# Task statement
Using the data below, gather each line that includes the word "String".

# Dataset content
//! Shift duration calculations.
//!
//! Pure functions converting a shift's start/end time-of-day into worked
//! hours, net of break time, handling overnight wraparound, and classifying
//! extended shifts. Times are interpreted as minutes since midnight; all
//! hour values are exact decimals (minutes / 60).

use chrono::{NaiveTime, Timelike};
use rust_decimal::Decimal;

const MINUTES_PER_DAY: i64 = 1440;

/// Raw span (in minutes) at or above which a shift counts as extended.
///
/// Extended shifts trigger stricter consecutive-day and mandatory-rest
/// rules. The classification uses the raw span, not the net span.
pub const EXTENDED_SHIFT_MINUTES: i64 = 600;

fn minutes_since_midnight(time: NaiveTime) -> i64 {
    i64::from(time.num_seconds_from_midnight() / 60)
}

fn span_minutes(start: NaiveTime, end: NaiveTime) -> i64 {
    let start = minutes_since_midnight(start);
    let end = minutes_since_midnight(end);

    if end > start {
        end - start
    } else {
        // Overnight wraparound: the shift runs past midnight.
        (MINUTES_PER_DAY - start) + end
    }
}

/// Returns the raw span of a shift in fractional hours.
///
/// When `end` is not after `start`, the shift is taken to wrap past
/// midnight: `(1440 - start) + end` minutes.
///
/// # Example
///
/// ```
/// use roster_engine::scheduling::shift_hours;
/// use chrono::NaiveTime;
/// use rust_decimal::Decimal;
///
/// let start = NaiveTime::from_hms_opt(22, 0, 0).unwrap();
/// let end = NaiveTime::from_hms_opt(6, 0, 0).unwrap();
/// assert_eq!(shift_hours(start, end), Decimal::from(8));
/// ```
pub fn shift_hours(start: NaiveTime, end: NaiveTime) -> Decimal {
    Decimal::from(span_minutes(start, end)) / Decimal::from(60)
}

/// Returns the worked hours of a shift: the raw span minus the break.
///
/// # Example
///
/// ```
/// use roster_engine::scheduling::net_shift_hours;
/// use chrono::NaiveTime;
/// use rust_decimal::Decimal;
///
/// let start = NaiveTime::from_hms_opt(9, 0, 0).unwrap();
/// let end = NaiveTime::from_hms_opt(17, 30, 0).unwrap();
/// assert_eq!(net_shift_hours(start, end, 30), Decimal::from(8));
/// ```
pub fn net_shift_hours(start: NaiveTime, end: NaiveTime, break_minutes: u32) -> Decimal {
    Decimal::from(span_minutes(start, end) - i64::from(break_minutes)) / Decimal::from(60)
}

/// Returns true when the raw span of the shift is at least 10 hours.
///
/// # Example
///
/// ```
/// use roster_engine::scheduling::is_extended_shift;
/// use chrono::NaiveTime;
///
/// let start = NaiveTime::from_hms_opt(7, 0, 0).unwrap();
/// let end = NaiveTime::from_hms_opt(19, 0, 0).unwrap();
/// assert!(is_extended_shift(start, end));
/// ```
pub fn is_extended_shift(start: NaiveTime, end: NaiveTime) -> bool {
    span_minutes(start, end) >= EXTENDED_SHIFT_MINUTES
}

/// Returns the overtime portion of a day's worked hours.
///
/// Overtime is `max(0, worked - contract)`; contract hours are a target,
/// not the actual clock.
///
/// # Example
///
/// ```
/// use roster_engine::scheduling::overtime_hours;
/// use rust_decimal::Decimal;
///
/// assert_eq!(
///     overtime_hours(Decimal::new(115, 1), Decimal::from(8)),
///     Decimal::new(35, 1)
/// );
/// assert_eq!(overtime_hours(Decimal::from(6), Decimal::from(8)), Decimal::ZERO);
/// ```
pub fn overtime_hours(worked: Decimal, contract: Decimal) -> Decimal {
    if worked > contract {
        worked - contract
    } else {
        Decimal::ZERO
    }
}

...

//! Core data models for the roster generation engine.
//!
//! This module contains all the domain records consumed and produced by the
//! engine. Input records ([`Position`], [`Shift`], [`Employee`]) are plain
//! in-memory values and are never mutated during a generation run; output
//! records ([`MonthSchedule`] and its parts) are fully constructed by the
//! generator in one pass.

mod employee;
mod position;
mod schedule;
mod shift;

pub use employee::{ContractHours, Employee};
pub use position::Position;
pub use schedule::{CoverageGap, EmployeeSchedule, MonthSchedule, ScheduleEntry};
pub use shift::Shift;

==

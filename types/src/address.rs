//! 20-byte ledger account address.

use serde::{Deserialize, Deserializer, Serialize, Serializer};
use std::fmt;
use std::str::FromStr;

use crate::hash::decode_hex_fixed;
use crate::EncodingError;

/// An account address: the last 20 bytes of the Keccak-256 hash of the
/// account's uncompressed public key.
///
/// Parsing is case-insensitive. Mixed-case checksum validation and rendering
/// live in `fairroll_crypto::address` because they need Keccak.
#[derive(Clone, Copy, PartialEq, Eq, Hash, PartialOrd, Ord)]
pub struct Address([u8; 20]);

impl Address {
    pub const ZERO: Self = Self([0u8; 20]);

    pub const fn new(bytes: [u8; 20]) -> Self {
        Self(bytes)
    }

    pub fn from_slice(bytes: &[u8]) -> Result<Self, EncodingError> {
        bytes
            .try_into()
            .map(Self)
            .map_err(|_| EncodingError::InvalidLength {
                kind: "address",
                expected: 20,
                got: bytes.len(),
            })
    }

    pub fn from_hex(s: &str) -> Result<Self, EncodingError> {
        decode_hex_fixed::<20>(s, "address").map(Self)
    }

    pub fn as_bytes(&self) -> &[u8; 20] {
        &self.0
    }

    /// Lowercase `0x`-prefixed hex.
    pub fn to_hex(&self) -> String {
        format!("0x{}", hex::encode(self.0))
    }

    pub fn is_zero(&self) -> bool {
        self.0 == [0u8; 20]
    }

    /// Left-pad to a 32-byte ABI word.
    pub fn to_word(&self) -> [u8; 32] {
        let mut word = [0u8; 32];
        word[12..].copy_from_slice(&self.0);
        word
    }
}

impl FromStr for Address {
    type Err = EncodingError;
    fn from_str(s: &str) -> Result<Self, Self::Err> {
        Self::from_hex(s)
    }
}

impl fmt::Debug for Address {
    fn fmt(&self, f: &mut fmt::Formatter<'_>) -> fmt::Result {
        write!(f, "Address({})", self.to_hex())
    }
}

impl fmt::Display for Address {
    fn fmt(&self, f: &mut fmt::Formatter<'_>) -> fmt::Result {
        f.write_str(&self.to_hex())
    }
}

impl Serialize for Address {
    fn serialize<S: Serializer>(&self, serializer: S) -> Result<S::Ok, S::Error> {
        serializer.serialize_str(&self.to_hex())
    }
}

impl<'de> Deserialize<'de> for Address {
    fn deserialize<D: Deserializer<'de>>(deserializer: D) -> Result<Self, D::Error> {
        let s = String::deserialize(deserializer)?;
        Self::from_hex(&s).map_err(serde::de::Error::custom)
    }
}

# Response area
    pub fn to_hex(&self) -> String {
        let s = String::deserialize(deserializer)?;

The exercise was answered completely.